|Chapter 1:||Introduction and Underlying Assumptions|
A second major criterion for assessing the value of a theory is its heuristic potential, or the capacity to stimulate further research. A theoretical perspective on the experience of visiting public relations Web sites could generate further research in at least two foreseeable directions: One direction is to refine and further develop the theory itself by exploring individual concepts and relationships between them in separate studies. Another direction involves attempting to apply the model to other types of Web sites and to adapt it to various contexts.

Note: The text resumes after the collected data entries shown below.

pub const WORD_SIZE_IN_BYTES_USIZE: usize = 32;
pub const WORD_SIZE_IN_BYTES_U64: u64 = 32;

/// Quadratic coefficient divisor of the memory cost function.
pub const MEMORY_EXPANSION_QUOTIENT: usize = 512;

pub const STACK_LIMIT: usize = 1024;
pub const MAX_CALL_DEPTH: usize = 1024;

/// Deployed bytecode size cap (EIP-170, Spurious Dragon on).
pub const MAX_CODE_SIZE: usize = 24576;

/// Stack values pushed by the CALL family to signal the child's outcome.
pub const SUCCESS: u8 = 1;
pub const FAIL: u8 = 0;

/// Number of ancestor hashes addressable by BLOCKHASH.
pub const BLOCKHASH_WINDOW_SIZE: u64 = 256;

Third, a theory is judged by its importance, or the relevance of the issues the theory addresses. Data were presented in a previous section establishing the relevance and importance of studying public relations sites. Another aspect of a theory’s importance is whether the insight resulting from the theory makes a real difference in the way we understand the phenomena involved. Given the lack of theoretical knowledge about the experience of visiting public relations Web sites, just helping guide inquiry and focus attention on this communication phenomenon might be a meaningful contribution. But a theory of the public relations Web site experience will make a difference in other important ways. The next section explores the projected utility of a theoretical framework of the public relations Web site experience.
Projected Utility of a Theory of the Public Relations Web Site Experience
Research efforts are in part motivated by the conviction that their results will be useful to other people. The present study is partly driven by the belief that a better understanding of the public relations Web site experience would benefit three main audiences: Web users, communication scholars, and public relations practitioners.